§ Data items:
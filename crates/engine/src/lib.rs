// SPDX-License-Identifier: BUSL-1.1
// Copyright (c) 2026 Alfred Jean LLC

// Allow panic!/unwrap/expect in test code
#![cfg_attr(test, allow(clippy::panic))]
#![cfg_attr(test, allow(clippy::unwrap_used))]
#![cfg_attr(test, allow(clippy::expect_used))]

//! fd-engine: Queue manager, undo timers and the async driver

pub mod config;
pub mod driver;
pub mod env;
pub mod logging;
mod manager;
mod scheduler;

pub use config::{Config, ConfigError};
pub use driver::{spawn, QueueHandle};
pub use logging::LogError;
pub use manager::{QueueError, QueueManager};
pub use scheduler::{Fired, UndoScheduler};
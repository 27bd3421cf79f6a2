// SPDX-License-Identifier: BUSL-1.1
// Copyright (c) 2026 Alfred Jean LLC

//! In-process record store.

use async_trait::async_trait;
use fd_core::{NewRecord, Record, RecordId, Status};
use parking_lot::Mutex;
use std::sync::Arc;

use crate::store::{RecordStore, StoreError};
use crate::table::Table;

/// Store operation, used to target injected faults.
#[derive(Debug, Clone, Copy, PartialEq, Eq)]
pub enum StoreOp {
    Insert,
    UpdateStatus,
    DeleteById,
    DeleteAll,
    Select,
}

#[derive(Debug)]
struct Fault {
    op: StoreOp,
    /// Calls of `op` to let through before failing
    skip: usize,
}

#[derive(Debug, Default)]
struct MemoryState {
    table: Table,
    faults: Vec<Fault>,
}

impl MemoryState {
    fn check(&mut self, op: StoreOp) -> Result<(), StoreError> {
        let Some(pos) = self.faults.iter().position(|f| f.op == op) else {
            return Ok(());
        };
        if self.faults[pos].skip > 0 {
            self.faults[pos].skip -= 1;
            return Ok(());
        }
        self.faults.remove(pos);
        Err(StoreError::Unavailable(format!("injected {op:?} failure")))
    }
}

/// Record store held entirely in memory. Clones share the same table.
#[derive(Clone, Default)]
pub struct MemoryStore {
    inner: Arc<Mutex<MemoryState>>,
}

impl MemoryStore {
    pub fn new() -> Self {
        Self::default()
    }

    /// Number of stored records
    pub fn len(&self) -> usize {
        self.inner.lock().table.len()
    }

    pub fn is_empty(&self) -> bool {
        self.len() == 0
    }

    /// Stored records in ticket order, bypassing fault injection.
    pub fn records(&self) -> Vec<Record> {
        self.inner.lock().table.ordered()
    }
}

#[cfg(any(test, feature = "test-support"))]
impl MemoryStore {
    /// Fail the next call of `op`.
    pub fn fail_next(&self, op: StoreOp) {
        self.fail_after(op, 0);
    }

    /// Let `skip` calls of `op` succeed, then fail the one after.
    pub fn fail_after(&self, op: StoreOp, skip: usize) {
        self.inner.lock().faults.push(Fault { op, skip });
    }

    /// Insert directly, as another front-desk terminal would.
    pub fn insert_external(&self, record: &NewRecord) -> RecordId {
        self.inner.lock().table.insert(record)
    }
}

#[async_trait]
impl RecordStore for MemoryStore {
    async fn insert(&self, record: &NewRecord) -> Result<RecordId, StoreError> {
        let mut state = self.inner.lock();
        state.check(StoreOp::Insert)?;
        Ok(state.table.insert(record))
    }

    async fn update_status(&self, id: RecordId, status: Status) -> Result<(), StoreError> {
        let mut state = self.inner.lock();
        state.check(StoreOp::UpdateStatus)?;
        state.table.update_status(id, status)
    }

    async fn delete_by_id(&self, id: RecordId) -> Result<(), StoreError> {
        let mut state = self.inner.lock();
        state.check(StoreOp::DeleteById)?;
        state.table.delete(id)
    }

    async fn delete_all(&self) -> Result<usize, StoreError> {
        let mut state = self.inner.lock();
        state.check(StoreOp::DeleteAll)?;
        Ok(state.table.delete_all())
    }

    async fn select_all_ordered_by_ticket(&self) -> Result<Vec<Record>, StoreError> {
        let mut state = self.inner.lock();
        state.check(StoreOp::Select)?;
        Ok(state.table.ordered())
    }
}

#[cfg(test)]
#[path = "memory_tests.rs"]
mod tests;
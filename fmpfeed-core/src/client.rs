//! FmpClient: one method per endpoint, each returning a lazy [`RecordStream`].
//!
//! Nothing is requested until the returned stream is pulled (or opened by a
//! cooperative task). JSON endpoints validate strictly, CSV endpoints
//! leniently; the failure policy decides whether a bad record ends the
//! stream or is reported and skipped.

use std::sync::Arc;

use chrono::NaiveDate;

use crate::config::ClientConfig;
use crate::decode::WireFormat;
use crate::error::FetchError;
use crate::mapper::Payload;
use crate::paginate::{CalendarPaginator, DiagnosticSink};
use crate::payload::{
    AvailableExchange, BatchExchangeQuote, BatchForexQuote, CompanyProfile, Cryptocurrency,
    DividendsCalendarItem, EarningsCalendarItem, EodQuote, ExchangeMarketHours,
    FinancialStatementSymbol, HistoricalChart, HistoricalPriceEod, IncomeStatement, Index,
    LatestFinancialStatement, Period, PeriodQuery, SplitsCalendarItem, Stock, TimeInterval,
};
use crate::pipeline::{FailurePolicy, IgnoreFailures, Paging, RecordStream};
use crate::transport::{HttpClientTransport, HttpTransport};

/// `profile-bulk` is served in numbered parts; no real dataset comes close.
pub const PROFILE_BULK_PART_LIMIT: u32 = 100;

fn date_param(date: NaiveDate) -> String {
    date.format("%Y-%m-%d").to_string()
}

fn params<const N: usize>(pairs: [(&str, String); N]) -> Vec<(String, String)> {
    pairs
        .into_iter()
        .map(|(name, value)| (name.to_string(), value))
        .collect()
}

#[derive(Clone)]
pub struct FmpClient {
    transport: Arc<dyn HttpTransport>,
    policy: FailurePolicy,
    diagnostics: Option<Arc<dyn DiagnosticSink>>,
}

impl FmpClient {
    /// Client over any transport, failing fast on invalid records.
    pub fn new(transport: Arc<dyn HttpTransport>) -> Self {
        Self {
            transport,
            policy: FailurePolicy::FailFast,
            diagnostics: None,
        }
    }

    /// Live client. With `strict = false` invalid records are logged and skipped.
    pub fn from_config(config: &ClientConfig) -> Result<Self, FetchError> {
        let transport = HttpClientTransport::new(config)?;
        tracing::debug!(base_url = %config.base_url, strict = config.strict, "client configured");
        Ok(Self::new(Arc::new(transport)).with_strict_mode(config.strict))
    }

    pub fn with_strict_mode(self, strict: bool) -> Self {
        let policy = if strict {
            FailurePolicy::FailFast
        } else {
            FailurePolicy::collect(IgnoreFailures)
        };
        self.with_failure_policy(policy)
    }

    pub fn with_failure_policy(mut self, policy: FailurePolicy) -> Self {
        self.policy = policy;
        self
    }

    /// Receiver of pagination stalls on calendar endpoints.
    pub fn with_diagnostics(mut self, diagnostics: Arc<dyn DiagnosticSink>) -> Self {
        self.diagnostics = Some(diagnostics);
        self
    }

    pub fn failure_policy(&self) -> &FailurePolicy {
        &self.policy
    }

    /// Stream `P` records from an arbitrary endpoint.
    pub fn stream<P: Payload>(
        &self,
        path: impl Into<String>,
        format: WireFormat,
        query: Vec<(String, String)>,
        paging: Paging,
    ) -> RecordStream<P> {
        RecordStream::new(Arc::clone(&self.transport), path, format, query, paging)
            .with_failure_policy(self.policy.clone())
            .with_diagnostics(self.diagnostics.clone())
    }

    fn json<P: Payload>(&self, path: &str, query: Vec<(String, String)>) -> RecordStream<P> {
        self.stream(path, WireFormat::JSON, query, Paging::Single)
    }

    fn csv<P: Payload>(&self, path: &str, query: Vec<(String, String)>) -> RecordStream<P> {
        self.stream(path, WireFormat::Csv, query, Paging::Single)
    }

    fn calendar<P: Payload>(
        &self,
        path: &str,
        from: NaiveDate,
        to: NaiveDate,
    ) -> Result<RecordStream<P>, FetchError> {
        let paginator = CalendarPaginator::new(from, to)?;
        Ok(self.stream(path, WireFormat::JSON, Vec::new(), Paging::Calendar(paginator)))
    }

    // ── Reference lists ──

    pub fn available_exchanges(&self) -> RecordStream<AvailableExchange> {
        self.json("stable/available-exchanges", Vec::new())
    }

    pub fn exchange_market_hours(&self) -> RecordStream<ExchangeMarketHours> {
        self.json("stable/all-exchange-market-hours", Vec::new())
    }

    pub fn index_list(&self) -> RecordStream<Index> {
        self.json("stable/index-list", Vec::new())
    }

    pub fn cryptocurrency_list(&self) -> RecordStream<Cryptocurrency> {
        self.json("stable/cryptocurrency-list", Vec::new())
    }

    pub fn stock_list(&self) -> RecordStream<Stock> {
        self.json("stable/stock-list", Vec::new())
    }

    pub fn financial_statement_symbols(&self) -> RecordStream<FinancialStatementSymbol> {
        self.json("stable/financial-statement-symbol-list", Vec::new())
    }

    // ── Company profiles ──

    /// Profiles for a comma-separated list of symbols.
    pub fn company_profile(&self, symbols: &str) -> RecordStream<CompanyProfile> {
        self.json("stable/profile", params([("symbol", symbols.to_string())]))
    }

    /// Every profile, read part by part until the service answers 400.
    pub fn company_profile_bulk(&self) -> RecordStream<CompanyProfile> {
        self.stream(
            "stable/profile-bulk",
            WireFormat::Csv,
            Vec::new(),
            Paging::Parts {
                limit: PROFILE_BULK_PART_LIMIT,
            },
        )
    }

    // ── Calendars ──

    pub fn dividends_calendar(
        &self,
        from: NaiveDate,
        to: NaiveDate,
    ) -> Result<RecordStream<DividendsCalendarItem>, FetchError> {
        self.calendar("stable/dividends-calendar", from, to)
    }

    pub fn earnings_calendar(
        &self,
        from: NaiveDate,
        to: NaiveDate,
    ) -> Result<RecordStream<EarningsCalendarItem>, FetchError> {
        self.calendar("stable/earnings-calendar", from, to)
    }

    pub fn splits_calendar(
        &self,
        from: NaiveDate,
        to: NaiveDate,
    ) -> Result<RecordStream<SplitsCalendarItem>, FetchError> {
        self.calendar("stable/splits-calendar", from, to)
    }

    // ── Statements ──

    pub fn latest_financial_statements(
        &self,
        page: u32,
        limit: u32,
    ) -> RecordStream<LatestFinancialStatement> {
        self.json(
            "stable/latest-financial-statements",
            params([("page", page.to_string()), ("limit", limit.to_string())]),
        )
    }

    pub fn income_statement(
        &self,
        symbol: &str,
        period: Option<PeriodQuery>,
    ) -> RecordStream<IncomeStatement> {
        let mut query = params([("symbol", symbol.to_string())]);
        if let Some(period) = period {
            query.push(("period".into(), period.to_string()));
        }
        self.json("stable/income-statement", query)
    }

    pub fn income_statement_bulk(&self, year: i32, period: Period) -> RecordStream<IncomeStatement> {
        self.csv(
            "stable/income-statement-bulk",
            params([("year", year.to_string()), ("period", period.to_string())]),
        )
    }

    // ── Prices and quotes ──

    pub fn eod_bulk(&self, date: NaiveDate) -> RecordStream<EodQuote> {
        self.csv("stable/eod-bulk", params([("date", date_param(date))]))
    }

    pub fn historical_price_eod(
        &self,
        symbol: &str,
        from: NaiveDate,
        to: NaiveDate,
    ) -> RecordStream<HistoricalPriceEod> {
        self.json(
            "stable/historical-price-eod/full",
            params([
                ("symbol", symbol.to_string()),
                ("from", date_param(from)),
                ("to", date_param(to)),
            ]),
        )
    }

    pub fn historical_chart(
        &self,
        symbol: &str,
        interval: TimeInterval,
        from: NaiveDate,
        to: NaiveDate,
    ) -> RecordStream<HistoricalChart> {
        self.json(
            &format!("stable/historical-chart/{interval}"),
            params([
                ("symbol", symbol.to_string()),
                ("from", date_param(from)),
                ("to", date_param(to)),
            ]),
        )
    }

    pub fn batch_exchange_quote(&self, exchange: &str) -> RecordStream<BatchExchangeQuote> {
        self.json(
            "stable/batch-exchange-quote",
            params([("exchange", exchange.to_string())]),
        )
    }

    pub fn batch_forex_quotes(&self) -> RecordStream<BatchForexQuote> {
        self.json("stable/batch-forex-quotes", Vec::new())
    }
}

impl std::fmt::Debug for FmpClient {
    fn fmt(&self, f: &mut std::fmt::Formatter<'_>) -> std::fmt::Result {
        f.debug_struct("FmpClient")
            .field("policy", &self.policy)
            .field("diagnostics", &self.diagnostics.is_some())
            .finish_non_exhaustive()
    }
}
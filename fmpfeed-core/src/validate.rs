//! RecordValidator: typed field extraction from raw records.
//!
//! Every accessor either returns a typed value or a [`ValidationFailure`]
//! naming the entity, the record context (usually the primary key), the field
//! and the offending value. The context is threaded explicitly with
//! [`RecordValidator::with_context`]; the validator itself is immutable.
//!
//! Two modes exist:
//! - [`ValidationMode::Strict`] (JSON): the wire type must already match.
//! - [`ValidationMode::Lenient`] (CSV): textual numerics and booleans are
//!   coerced, and an empty cell counts as null for nullable fields.

use std::borrow::Cow;

use chrono::NaiveDate;
use serde::{Deserialize, Serialize};
use serde_json::{Map, Value};
use thiserror::Error;

use crate::record::RawRecord;

pub type Fields = Map<String, Value>;

/// Wire-format dependent coercion policy.
#[derive(Debug, Clone, Copy, PartialEq, Eq, Serialize, Deserialize)]
pub enum ValidationMode {
    Strict,
    Lenient,
}

/// A numeric wire value that has not been narrowed yet.
#[derive(Debug, Clone, Copy, PartialEq, Serialize, Deserialize)]
#[serde(untagged)]
pub enum Number {
    Int(i64),
    Float(f64),
}

impl Number {
    pub fn as_f64(self) -> f64 {
        match self {
            Number::Int(i) => i as f64,
            Number::Float(f) => f,
        }
    }

    /// Truncates toward zero; saturates at the i64 bounds.
    pub fn truncate(self) -> i64 {
        match self {
            Number::Int(i) => i,
            Number::Float(f) => f as i64,
        }
    }

    pub fn to_value(self) -> Value {
        match self {
            Number::Int(i) => Value::from(i),
            Number::Float(f) => serde_json::Number::from_f64(f)
                .map(Value::Number)
                .unwrap_or(Value::Null),
        }
    }
}

/// Parse numeric text. A decimal point makes it a float, anything else an integer.
///
/// Exponent forms without a decimal point (`"1e5"`) are accepted and become
/// integers. Non-finite spellings (`"inf"`, `"NaN"`) are rejected.
pub fn parse_numeric(text: &str) -> Option<Number> {
    let text = text.trim();
    if text.is_empty() {
        return None;
    }
    if text.contains('.') {
        return text
            .parse::<f64>()
            .ok()
            .filter(|f| f.is_finite())
            .map(Number::Float);
    }
    if let Ok(i) = text.parse::<i64>() {
        return Some(Number::Int(i));
    }
    text.parse::<f64>()
        .ok()
        .filter(|f| f.is_finite())
        .map(|f| Number::Int(f as i64))
}

/// Numeric coercion shared by both modes: native numbers and numeric strings.
pub fn coerce_numeric(value: &Value) -> Option<Number> {
    match value {
        Value::Number(n) => n
            .as_i64()
            .map(Number::Int)
            .or_else(|| n.as_f64().map(Number::Float)),
        Value::String(s) => parse_numeric(s),
        _ => None,
    }
}

fn integral(f: f64) -> Option<i64> {
    (f.is_finite() && f.fract() == 0.0 && f >= i64::MIN as f64 && f <= i64::MAX as f64)
        .then_some(f as i64)
}

/// Lenient integer check: integers, integral floats, and their textual forms.
fn coerce_integerish(value: &Value) -> Option<i64> {
    match coerce_numeric(value)? {
        Number::Int(i) => Some(i),
        Number::Float(f) => integral(f),
    }
}

/// CSV boolean tokens. Unrecognized tokens are rejected rather than read as false.
pub fn parse_bool_token(text: &str) -> Option<bool> {
    match text.trim().to_ascii_lowercase().as_str() {
        "true" | "1" | "yes" | "on" => Some(true),
        "false" | "0" | "no" | "off" => Some(false),
        _ => None,
    }
}

/// What went wrong with a field.
#[derive(Debug, Clone, PartialEq, Eq)]
pub enum FailureKind {
    NotAnObject,
    MissingField,
    NotNonEmptyString,
    NotStringOrNull,
    NotDate,
    NotInteger,
    NotIntegerOrNull,
    /// Lenient counterpart of `NotInteger`: not even integral text.
    NotIntegerish,
    NotIntegerishOrNull,
    NotNumeric,
    NotNumericOrNull,
    NotBoolean,
    NotBooleanOrNull,
    WrongLength { expected: usize },
    TooLong { max: usize },
    /// The validated fields could not be assembled into the record type.
    Unmappable(String),
}

/// One field of one record failed a check.
///
/// Carried as a value: the pipeline decides whether it aborts the stream or is
/// routed to a sink.
#[derive(Debug, Clone, PartialEq, Error)]
#[error("{}", self.message())]
pub struct ValidationFailure {
    pub entity: String,
    pub context: Option<String>,
    pub field: Option<String>,
    pub kind: FailureKind,
    /// Textual form of the offending value, when there was one.
    pub value: Option<String>,
}

impl ValidationFailure {
    /// "field of entity in context", the subject of every message.
    fn path(&self, with_field: bool) -> String {
        let mut path = self.entity.clone();
        if let Some(context) = &self.context {
            path = format!("{path} in {context}");
        }
        match (&self.field, with_field) {
            (Some(field), true) => format!("{field} of {path}"),
            _ => path,
        }
    }

    fn expectation(&self) -> Cow<'static, str> {
        match &self.kind {
            FailureKind::NotAnObject => "must be an object".into(),
            FailureKind::MissingField => "must contain the field".into(),
            FailureKind::NotNonEmptyString => "must be a non-empty-string".into(),
            FailureKind::NotStringOrNull => "must be a string or null".into(),
            FailureKind::NotDate => "must be a date in YYYY-MM-DD form".into(),
            FailureKind::NotInteger => "must be an integer".into(),
            FailureKind::NotIntegerOrNull => "must be an integer or null".into(),
            FailureKind::NotIntegerish => "must be an integerish".into(),
            FailureKind::NotIntegerishOrNull => "must be an integerish or null".into(),
            FailureKind::NotNumeric => "must be numeric".into(),
            FailureKind::NotNumericOrNull => "must be numeric or null".into(),
            FailureKind::NotBoolean => "must be a boolean".into(),
            FailureKind::NotBooleanOrNull => "must be a boolean or null".into(),
            FailureKind::WrongLength { expected } => {
                format!("must have exactly {expected} characters").into()
            }
            FailureKind::TooLong { max } => format!("must not exceed {max} characters").into(),
            FailureKind::Unmappable(reason) => format!("could not be mapped: {reason}").into(),
        }
    }

    /// Human-readable message naming the field, entity, context and value.
    pub fn message(&self) -> String {
        let mut message = match &self.kind {
            FailureKind::MissingField => {
                return format!(
                    "The {} must contain a \"{}\" key.",
                    self.path(false),
                    self.field.as_deref().unwrap_or_default()
                )
            }
            _ => format!("The {} {}.", self.path(true), self.expectation()),
        };
        let quotes_value = !matches!(
            self.kind,
            FailureKind::WrongLength { .. } | FailureKind::TooLong { .. }
        );
        if let (true, Some(value)) = (quotes_value, &self.value) {
            message.push_str(" Got: ");
            message.push_str(value);
        }
        message
    }
}

/// Render a wire value the way failure messages quote it.
pub fn describe_value(value: &Value) -> String {
    match value {
        Value::Null => "NULL".to_string(),
        Value::String(s) => format!("\"{s}\""),
        other => other.to_string(),
    }
}

/// Immutable field extractor for one entity.
#[derive(Debug, Clone)]
pub struct RecordValidator {
    entity: Cow<'static, str>,
    context: Option<String>,
    mode: ValidationMode,
}

impl RecordValidator {
    pub fn new(entity: impl Into<Cow<'static, str>>, mode: ValidationMode) -> Self {
        Self {
            entity: entity.into(),
            context: None,
            mode,
        }
    }

    /// A copy of this validator whose failures name `context`.
    pub fn with_context(&self, context: impl Into<String>) -> Self {
        Self {
            entity: self.entity.clone(),
            context: Some(context.into()),
            mode: self.mode,
        }
    }

    pub fn entity(&self) -> &str {
        &self.entity
    }

    pub fn context(&self) -> Option<&str> {
        self.context.as_deref()
    }

    pub fn mode(&self) -> ValidationMode {
        self.mode
    }

    fn is_lenient(&self) -> bool {
        self.mode == ValidationMode::Lenient
    }

    pub fn failure(
        &self,
        field: Option<&str>,
        kind: FailureKind,
        value: Option<&Value>,
    ) -> ValidationFailure {
        ValidationFailure {
            entity: self.entity.to_string(),
            context: self.context.clone(),
            field: field.map(str::to_string),
            kind,
            value: value.map(describe_value),
        }
    }

    /// The record's field map, or a failure if the item is not an object.
    pub fn object<'r>(&self, record: &'r RawRecord) -> Result<&'r Fields, ValidationFailure> {
        record
            .fields()
            .ok_or_else(|| self.failure(None, FailureKind::NotAnObject, Some(record.as_value())))
    }

    /// The raw value of a field that must be present (it may be null).
    pub fn value<'r>(&self, fields: &'r Fields, key: &str) -> Result<&'r Value, ValidationFailure> {
        fields
            .get(key)
            .ok_or_else(|| self.failure(Some(key), FailureKind::MissingField, None))
    }

    fn is_null(&self, value: &Value) -> bool {
        match value {
            Value::Null => true,
            Value::String(s) => self.is_lenient() && s.is_empty(),
            _ => false,
        }
    }

    pub fn required_str(&self, fields: &Fields, key: &str) -> Result<String, ValidationFailure> {
        match self.value(fields, key)? {
            Value::String(s) if !s.is_empty() => Ok(s.clone()),
            other => Err(self.failure(Some(key), FailureKind::NotNonEmptyString, Some(other))),
        }
    }

    /// A field that must be present but may be null; `""` reads as null.
    pub fn nullable_str(
        &self,
        fields: &Fields,
        key: &str,
    ) -> Result<Option<String>, ValidationFailure> {
        let value = self.value(fields, key)?;
        self.string_or_null(key, value)
    }

    /// A field that may be absent altogether.
    pub fn optional_str(
        &self,
        fields: &Fields,
        key: &str,
    ) -> Result<Option<String>, ValidationFailure> {
        match fields.get(key) {
            None => Ok(None),
            Some(value) => self.string_or_null(key, value),
        }
    }

    fn string_or_null(
        &self,
        key: &str,
        value: &Value,
    ) -> Result<Option<String>, ValidationFailure> {
        match value {
            Value::Null => Ok(None),
            Value::String(s) if s.is_empty() => Ok(None),
            Value::String(s) => Ok(Some(s.clone())),
            other => Err(self.failure(Some(key), FailureKind::NotStringOrNull, Some(other))),
        }
    }

    pub fn required_date(&self, fields: &Fields, key: &str) -> Result<NaiveDate, ValidationFailure> {
        let value = self.value(fields, key)?;
        value
            .as_str()
            .and_then(|s| NaiveDate::parse_from_str(s, "%Y-%m-%d").ok())
            .ok_or_else(|| self.failure(Some(key), FailureKind::NotDate, Some(value)))
    }

    pub fn required_int(&self, fields: &Fields, key: &str) -> Result<i64, ValidationFailure> {
        let value = self.value(fields, key)?;
        let kind = match self.mode {
            ValidationMode::Strict => FailureKind::NotInteger,
            ValidationMode::Lenient => FailureKind::NotIntegerish,
        };
        self.integer(value)
            .ok_or_else(|| self.failure(Some(key), kind, Some(value)))
    }

    pub fn optional_int(&self, fields: &Fields, key: &str) -> Result<Option<i64>, ValidationFailure> {
        let value = self.value(fields, key)?;
        if self.is_null(value) {
            return Ok(None);
        }
        let kind = match self.mode {
            ValidationMode::Strict => FailureKind::NotIntegerOrNull,
            ValidationMode::Lenient => FailureKind::NotIntegerishOrNull,
        };
        self.integer(value)
            .map(Some)
            .ok_or_else(|| self.failure(Some(key), kind, Some(value)))
    }

    fn integer(&self, value: &Value) -> Option<i64> {
        match self.mode {
            ValidationMode::Strict => value.as_i64(),
            ValidationMode::Lenient => coerce_integerish(value),
        }
    }

    pub fn required_number(&self, fields: &Fields, key: &str) -> Result<Number, ValidationFailure> {
        let value = self.value(fields, key)?;
        coerce_numeric(value)
            .ok_or_else(|| self.failure(Some(key), FailureKind::NotNumeric, Some(value)))
    }

    pub fn optional_number(
        &self,
        fields: &Fields,
        key: &str,
    ) -> Result<Option<Number>, ValidationFailure> {
        let value = self.value(fields, key)?;
        if self.is_null(value) {
            return Ok(None);
        }
        coerce_numeric(value)
            .map(Some)
            .ok_or_else(|| self.failure(Some(key), FailureKind::NotNumericOrNull, Some(value)))
    }

    pub fn required_float(&self, fields: &Fields, key: &str) -> Result<f64, ValidationFailure> {
        self.required_number(fields, key).map(Number::as_f64)
    }

    pub fn required_bool(&self, fields: &Fields, key: &str) -> Result<bool, ValidationFailure> {
        let value = self.value(fields, key)?;
        self.boolean(value)
            .ok_or_else(|| self.failure(Some(key), FailureKind::NotBoolean, Some(value)))
    }

    pub fn optional_bool(
        &self,
        fields: &Fields,
        key: &str,
    ) -> Result<Option<bool>, ValidationFailure> {
        let value = self.value(fields, key)?;
        if self.is_null(value) {
            return Ok(None);
        }
        self.boolean(value)
            .map(Some)
            .ok_or_else(|| self.failure(Some(key), FailureKind::NotBooleanOrNull, Some(value)))
    }

    fn boolean(&self, value: &Value) -> Option<bool> {
        match (value, self.mode) {
            (Value::Bool(b), _) => Some(*b),
            (Value::String(s), ValidationMode::Lenient) => parse_bool_token(s),
            _ => None,
        }
    }

    pub fn assert_length(
        &self,
        value: &str,
        expected: usize,
        key: Option<&str>,
    ) -> Result<(), ValidationFailure> {
        if value.chars().count() == expected {
            Ok(())
        } else {
            Err(self.failure(
                key,
                FailureKind::WrongLength { expected },
                Some(&Value::String(value.to_string())),
            ))
        }
    }

    pub fn assert_max_length(
        &self,
        value: &str,
        max: usize,
        key: Option<&str>,
    ) -> Result<(), ValidationFailure> {
        if value.chars().count() <= max {
            Ok(())
        } else {
            Err(self.failure(
                key,
                FailureKind::TooLong { max },
                Some(&Value::String(value.to_string())),
            ))
        }
    }
}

§ PROBLEM TO WORK ON:
Lines from the start of the entries through the one containing "use crate::table::Table;" are to be set down again exactly, both ends included.

§ SOLUTION:
filename crates/engine/src/lib.rs
// SPDX-License-Identifier: BUSL-1.1
// Copyright (c) 2026 Alfred Jean LLC

// Allow panic!/unwrap/expect in test code
#![cfg_attr(test, allow(clippy::panic))]
#![cfg_attr(test, allow(clippy::unwrap_used))]
#![cfg_attr(test, allow(clippy::expect_used))]

//! fd-engine: Queue manager, undo timers and the async driver

pub mod config;
pub mod driver;
pub mod env;
pub mod logging;
mod manager;
mod scheduler;

pub use config::{Config, ConfigError};
pub use driver::{spawn, QueueHandle};
pub use logging::LogError;
pub use manager::{QueueError, QueueManager};
pub use scheduler::{Fired, UndoScheduler};
repository 27bd3421cf79f6a2
// SPDX-License-Identifier: BUSL-1.1
// Copyright (c) 2026 Alfred Jean LLC

//! In-process record store.

use async_trait::async_trait;
use fd_core::{NewRecord, Record, RecordId, Status};
use parking_lot::Mutex;
use std::sync::Arc;

use crate::store::{RecordStore, StoreError};
use crate::table::Table;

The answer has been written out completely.